_TASK DESCRIPTION_
From the entries below, please output exactly the lines starting at the one containing "async fn error_from(response: reqwest::Response)" and ending at the one containing "let access = value", both included.

_SOURCE DATA_
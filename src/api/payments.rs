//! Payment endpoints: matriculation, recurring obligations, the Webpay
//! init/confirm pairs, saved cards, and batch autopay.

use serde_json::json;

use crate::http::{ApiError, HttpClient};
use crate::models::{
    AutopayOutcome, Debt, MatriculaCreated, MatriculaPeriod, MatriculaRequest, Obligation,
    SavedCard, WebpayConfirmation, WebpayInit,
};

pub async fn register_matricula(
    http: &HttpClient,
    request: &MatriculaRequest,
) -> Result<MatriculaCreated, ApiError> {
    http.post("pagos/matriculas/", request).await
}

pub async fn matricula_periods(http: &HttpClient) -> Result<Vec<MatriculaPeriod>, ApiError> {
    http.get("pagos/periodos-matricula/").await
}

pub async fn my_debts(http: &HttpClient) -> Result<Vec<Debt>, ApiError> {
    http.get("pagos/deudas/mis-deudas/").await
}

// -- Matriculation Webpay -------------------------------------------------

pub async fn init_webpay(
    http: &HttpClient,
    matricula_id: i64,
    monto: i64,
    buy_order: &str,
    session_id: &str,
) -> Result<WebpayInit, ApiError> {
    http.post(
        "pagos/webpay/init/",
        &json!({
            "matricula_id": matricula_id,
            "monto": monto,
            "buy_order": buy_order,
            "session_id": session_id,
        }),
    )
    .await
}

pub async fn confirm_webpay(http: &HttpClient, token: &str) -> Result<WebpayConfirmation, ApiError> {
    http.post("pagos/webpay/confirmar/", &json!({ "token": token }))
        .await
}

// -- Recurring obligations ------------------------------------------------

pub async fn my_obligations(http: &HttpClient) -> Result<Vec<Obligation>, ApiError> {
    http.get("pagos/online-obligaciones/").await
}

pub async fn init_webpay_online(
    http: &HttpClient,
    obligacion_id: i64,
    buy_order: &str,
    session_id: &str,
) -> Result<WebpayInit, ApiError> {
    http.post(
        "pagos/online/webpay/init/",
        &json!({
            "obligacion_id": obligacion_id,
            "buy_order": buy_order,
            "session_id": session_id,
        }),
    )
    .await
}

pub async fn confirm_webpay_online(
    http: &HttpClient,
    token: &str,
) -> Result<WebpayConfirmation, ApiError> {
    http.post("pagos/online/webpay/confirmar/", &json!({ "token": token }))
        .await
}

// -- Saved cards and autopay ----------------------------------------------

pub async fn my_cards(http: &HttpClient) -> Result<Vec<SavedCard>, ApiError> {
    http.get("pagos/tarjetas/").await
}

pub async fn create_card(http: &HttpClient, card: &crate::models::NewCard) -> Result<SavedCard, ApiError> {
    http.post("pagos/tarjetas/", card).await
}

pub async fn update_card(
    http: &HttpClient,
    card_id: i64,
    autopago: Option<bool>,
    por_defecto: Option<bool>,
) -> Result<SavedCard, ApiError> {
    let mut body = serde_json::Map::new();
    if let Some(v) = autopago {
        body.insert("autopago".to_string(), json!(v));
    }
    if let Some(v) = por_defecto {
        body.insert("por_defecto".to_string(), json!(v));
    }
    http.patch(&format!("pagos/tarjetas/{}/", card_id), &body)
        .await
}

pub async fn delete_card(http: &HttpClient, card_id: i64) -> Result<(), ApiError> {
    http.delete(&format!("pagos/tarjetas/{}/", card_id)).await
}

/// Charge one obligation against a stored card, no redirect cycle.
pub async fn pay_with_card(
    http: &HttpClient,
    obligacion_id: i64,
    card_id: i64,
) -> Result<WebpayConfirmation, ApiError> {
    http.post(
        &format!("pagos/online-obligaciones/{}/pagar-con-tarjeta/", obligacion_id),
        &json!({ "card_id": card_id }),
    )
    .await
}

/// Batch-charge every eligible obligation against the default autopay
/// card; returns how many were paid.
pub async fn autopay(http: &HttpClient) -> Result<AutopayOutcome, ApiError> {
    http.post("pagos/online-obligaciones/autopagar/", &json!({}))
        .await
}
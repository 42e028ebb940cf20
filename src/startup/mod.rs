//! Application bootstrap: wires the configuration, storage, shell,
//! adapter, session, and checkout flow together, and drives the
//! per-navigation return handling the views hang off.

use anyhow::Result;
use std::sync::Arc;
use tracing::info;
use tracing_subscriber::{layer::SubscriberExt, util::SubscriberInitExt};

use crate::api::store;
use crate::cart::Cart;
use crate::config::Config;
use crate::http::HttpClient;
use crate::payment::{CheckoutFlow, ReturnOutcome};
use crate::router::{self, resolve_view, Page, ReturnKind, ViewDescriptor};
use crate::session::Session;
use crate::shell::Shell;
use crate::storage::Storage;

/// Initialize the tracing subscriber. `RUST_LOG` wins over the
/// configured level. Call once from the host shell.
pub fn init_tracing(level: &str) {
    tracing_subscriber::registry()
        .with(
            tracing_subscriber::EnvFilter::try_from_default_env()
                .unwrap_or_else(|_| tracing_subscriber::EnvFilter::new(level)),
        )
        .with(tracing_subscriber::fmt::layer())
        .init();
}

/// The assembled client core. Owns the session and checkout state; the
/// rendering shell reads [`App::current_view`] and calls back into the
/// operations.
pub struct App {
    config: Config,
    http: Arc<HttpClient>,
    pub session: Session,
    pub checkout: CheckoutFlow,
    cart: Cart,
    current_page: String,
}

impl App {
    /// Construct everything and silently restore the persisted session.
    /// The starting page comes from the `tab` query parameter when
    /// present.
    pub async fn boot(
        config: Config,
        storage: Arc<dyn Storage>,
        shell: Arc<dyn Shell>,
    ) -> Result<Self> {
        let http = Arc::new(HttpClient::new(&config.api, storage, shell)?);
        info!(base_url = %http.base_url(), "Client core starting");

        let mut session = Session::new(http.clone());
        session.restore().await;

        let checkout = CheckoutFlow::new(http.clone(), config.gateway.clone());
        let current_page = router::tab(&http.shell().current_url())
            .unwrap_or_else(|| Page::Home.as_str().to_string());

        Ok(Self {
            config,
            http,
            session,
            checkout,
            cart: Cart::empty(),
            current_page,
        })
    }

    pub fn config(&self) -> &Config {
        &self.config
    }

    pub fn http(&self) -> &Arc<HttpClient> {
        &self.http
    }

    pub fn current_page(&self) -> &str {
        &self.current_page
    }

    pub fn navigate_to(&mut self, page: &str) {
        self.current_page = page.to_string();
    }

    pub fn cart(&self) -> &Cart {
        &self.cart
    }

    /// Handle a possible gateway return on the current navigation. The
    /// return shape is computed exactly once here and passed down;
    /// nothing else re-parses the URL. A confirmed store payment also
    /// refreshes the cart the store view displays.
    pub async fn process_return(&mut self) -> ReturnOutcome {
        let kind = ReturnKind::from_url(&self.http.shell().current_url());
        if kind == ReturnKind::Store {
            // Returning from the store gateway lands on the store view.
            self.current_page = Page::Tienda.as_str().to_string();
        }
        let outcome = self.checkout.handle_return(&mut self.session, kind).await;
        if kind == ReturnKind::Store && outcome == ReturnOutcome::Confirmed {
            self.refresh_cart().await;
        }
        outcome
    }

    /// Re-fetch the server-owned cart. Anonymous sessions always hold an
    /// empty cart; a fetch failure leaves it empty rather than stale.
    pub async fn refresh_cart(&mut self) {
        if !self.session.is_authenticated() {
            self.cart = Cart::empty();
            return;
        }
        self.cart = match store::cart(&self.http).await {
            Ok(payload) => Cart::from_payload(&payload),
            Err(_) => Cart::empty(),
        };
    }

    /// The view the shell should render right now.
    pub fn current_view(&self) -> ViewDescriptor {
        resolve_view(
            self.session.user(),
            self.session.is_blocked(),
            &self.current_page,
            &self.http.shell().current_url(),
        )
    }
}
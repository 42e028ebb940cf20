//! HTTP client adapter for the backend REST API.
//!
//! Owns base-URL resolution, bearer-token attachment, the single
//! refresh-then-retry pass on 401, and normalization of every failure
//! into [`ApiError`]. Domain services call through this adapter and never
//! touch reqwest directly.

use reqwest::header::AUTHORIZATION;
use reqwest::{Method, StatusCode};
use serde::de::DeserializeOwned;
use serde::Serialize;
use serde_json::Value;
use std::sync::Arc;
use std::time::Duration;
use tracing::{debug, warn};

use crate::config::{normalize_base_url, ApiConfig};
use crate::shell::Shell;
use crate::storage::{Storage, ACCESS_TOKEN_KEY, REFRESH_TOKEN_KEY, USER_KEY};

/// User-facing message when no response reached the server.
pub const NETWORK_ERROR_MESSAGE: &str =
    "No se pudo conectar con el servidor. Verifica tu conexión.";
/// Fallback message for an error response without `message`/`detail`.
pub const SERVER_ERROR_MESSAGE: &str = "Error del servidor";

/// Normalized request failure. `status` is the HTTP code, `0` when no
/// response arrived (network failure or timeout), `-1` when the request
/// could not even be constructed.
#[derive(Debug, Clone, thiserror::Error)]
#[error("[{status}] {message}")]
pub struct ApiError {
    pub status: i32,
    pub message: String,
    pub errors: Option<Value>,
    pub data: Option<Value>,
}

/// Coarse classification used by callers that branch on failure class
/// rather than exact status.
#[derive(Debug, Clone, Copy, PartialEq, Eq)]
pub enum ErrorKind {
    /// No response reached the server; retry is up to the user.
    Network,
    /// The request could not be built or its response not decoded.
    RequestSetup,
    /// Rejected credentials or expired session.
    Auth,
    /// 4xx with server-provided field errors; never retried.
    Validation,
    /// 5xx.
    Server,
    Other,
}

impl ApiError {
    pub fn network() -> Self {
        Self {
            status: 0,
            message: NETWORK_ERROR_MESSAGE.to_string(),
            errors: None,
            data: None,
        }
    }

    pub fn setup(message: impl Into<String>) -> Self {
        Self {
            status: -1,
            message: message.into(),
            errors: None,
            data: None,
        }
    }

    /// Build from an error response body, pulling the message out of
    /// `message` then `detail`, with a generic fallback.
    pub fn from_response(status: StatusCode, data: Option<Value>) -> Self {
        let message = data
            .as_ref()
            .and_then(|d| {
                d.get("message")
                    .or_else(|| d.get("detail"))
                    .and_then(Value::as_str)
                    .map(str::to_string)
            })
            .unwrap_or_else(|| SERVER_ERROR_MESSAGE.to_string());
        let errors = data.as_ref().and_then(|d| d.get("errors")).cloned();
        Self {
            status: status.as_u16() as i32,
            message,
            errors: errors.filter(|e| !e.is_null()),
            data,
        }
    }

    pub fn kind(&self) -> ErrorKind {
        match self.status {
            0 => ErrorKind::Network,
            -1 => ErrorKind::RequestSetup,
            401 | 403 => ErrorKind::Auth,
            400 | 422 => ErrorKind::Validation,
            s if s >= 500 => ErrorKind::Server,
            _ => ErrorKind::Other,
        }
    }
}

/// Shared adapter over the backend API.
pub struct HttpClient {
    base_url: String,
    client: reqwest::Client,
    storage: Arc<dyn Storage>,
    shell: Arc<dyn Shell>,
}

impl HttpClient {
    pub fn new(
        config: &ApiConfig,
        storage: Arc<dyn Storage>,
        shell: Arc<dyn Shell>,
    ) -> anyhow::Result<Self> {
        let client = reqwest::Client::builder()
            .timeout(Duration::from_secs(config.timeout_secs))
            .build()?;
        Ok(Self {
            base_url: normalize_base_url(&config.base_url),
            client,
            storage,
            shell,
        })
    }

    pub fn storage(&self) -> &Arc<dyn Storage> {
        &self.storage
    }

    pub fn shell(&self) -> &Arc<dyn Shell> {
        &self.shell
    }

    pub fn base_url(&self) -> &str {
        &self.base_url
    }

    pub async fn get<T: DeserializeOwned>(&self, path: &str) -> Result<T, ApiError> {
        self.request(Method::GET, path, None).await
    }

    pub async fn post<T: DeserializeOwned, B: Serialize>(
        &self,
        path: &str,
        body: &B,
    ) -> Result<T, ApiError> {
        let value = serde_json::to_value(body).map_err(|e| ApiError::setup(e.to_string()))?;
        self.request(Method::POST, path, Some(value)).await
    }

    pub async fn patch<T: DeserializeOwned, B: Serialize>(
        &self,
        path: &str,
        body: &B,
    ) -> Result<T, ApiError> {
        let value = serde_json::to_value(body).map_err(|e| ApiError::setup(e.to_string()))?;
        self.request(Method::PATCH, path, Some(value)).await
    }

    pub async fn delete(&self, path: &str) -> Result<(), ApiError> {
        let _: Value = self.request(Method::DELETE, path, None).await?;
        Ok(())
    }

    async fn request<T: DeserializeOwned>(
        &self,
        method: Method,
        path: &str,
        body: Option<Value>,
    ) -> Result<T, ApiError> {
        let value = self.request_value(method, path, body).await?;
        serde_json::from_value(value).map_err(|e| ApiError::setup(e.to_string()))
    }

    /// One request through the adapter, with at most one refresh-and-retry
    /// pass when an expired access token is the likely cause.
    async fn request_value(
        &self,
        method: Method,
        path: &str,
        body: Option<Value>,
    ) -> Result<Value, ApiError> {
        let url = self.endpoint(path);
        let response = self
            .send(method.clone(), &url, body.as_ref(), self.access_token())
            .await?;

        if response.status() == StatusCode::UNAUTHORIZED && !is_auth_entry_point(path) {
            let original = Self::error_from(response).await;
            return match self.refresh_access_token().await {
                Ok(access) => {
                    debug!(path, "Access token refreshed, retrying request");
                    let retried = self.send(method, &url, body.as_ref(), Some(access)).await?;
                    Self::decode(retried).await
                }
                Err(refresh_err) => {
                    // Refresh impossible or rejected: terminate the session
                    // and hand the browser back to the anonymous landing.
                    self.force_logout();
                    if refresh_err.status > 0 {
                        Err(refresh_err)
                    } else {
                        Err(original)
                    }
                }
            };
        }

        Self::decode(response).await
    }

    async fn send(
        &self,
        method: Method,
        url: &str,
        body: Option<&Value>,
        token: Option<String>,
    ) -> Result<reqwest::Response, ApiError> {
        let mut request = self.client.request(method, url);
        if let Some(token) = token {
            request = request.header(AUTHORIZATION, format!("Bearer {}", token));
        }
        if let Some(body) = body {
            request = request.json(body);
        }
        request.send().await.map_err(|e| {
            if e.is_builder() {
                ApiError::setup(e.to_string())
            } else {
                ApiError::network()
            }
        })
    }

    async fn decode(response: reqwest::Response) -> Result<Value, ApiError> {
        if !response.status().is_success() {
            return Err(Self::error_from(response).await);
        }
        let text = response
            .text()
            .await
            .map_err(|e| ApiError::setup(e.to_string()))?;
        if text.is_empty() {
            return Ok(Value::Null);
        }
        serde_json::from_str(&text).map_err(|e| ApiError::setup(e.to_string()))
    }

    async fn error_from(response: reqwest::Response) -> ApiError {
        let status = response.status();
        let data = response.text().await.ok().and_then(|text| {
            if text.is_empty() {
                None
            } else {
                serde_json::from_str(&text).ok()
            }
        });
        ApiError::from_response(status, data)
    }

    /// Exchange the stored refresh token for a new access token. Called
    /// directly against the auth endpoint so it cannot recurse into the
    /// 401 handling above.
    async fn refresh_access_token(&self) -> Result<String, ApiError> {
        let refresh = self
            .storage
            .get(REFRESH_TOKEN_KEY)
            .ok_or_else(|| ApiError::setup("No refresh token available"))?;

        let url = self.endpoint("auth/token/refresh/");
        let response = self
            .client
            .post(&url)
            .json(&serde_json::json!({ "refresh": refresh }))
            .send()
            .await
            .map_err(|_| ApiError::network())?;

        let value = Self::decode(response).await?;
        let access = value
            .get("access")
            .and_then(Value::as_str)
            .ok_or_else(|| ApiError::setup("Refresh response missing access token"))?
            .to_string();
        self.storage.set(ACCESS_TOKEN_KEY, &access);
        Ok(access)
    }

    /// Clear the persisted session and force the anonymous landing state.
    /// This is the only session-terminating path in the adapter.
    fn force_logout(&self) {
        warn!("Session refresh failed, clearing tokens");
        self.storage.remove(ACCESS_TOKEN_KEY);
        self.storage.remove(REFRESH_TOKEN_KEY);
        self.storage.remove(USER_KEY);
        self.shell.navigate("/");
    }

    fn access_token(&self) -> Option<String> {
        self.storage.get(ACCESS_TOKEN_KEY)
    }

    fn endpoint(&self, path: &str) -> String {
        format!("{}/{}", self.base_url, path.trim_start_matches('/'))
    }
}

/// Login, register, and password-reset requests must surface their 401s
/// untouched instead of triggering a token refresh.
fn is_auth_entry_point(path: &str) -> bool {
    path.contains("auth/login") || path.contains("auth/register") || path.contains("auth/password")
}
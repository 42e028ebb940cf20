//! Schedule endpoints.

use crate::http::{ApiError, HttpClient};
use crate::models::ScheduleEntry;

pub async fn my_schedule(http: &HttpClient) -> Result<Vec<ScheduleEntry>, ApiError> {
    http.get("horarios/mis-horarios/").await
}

_WRITTEN ANSWER_
    async fn error_from(response: reqwest::Response) -> ApiError {
        let status = response.status();
        let data = response.text().await.ok().and_then(|text| {
            if text.is_empty() {
                None
            } else {
                serde_json::from_str(&text).ok()
            }
        });
        ApiError::from_response(status, data)
    }

    /// Exchange the stored refresh token for a new access token. Called
    /// directly against the auth endpoint so it cannot recurse into the
    /// 401 handling above.
    async fn refresh_access_token(&self) -> Result<String, ApiError> {
        let refresh = self
            .storage
            .get(REFRESH_TOKEN_KEY)
            .ok_or_else(|| ApiError::setup("No refresh token available"))?;

        let url = self.endpoint("auth/token/refresh/");
        let response = self
            .client
            .post(&url)
            .json(&serde_json::json!({ "refresh": refresh }))
            .send()
            .await
            .map_err(|_| ApiError::network())?;

        let value = Self::decode(response).await?;
        let access = value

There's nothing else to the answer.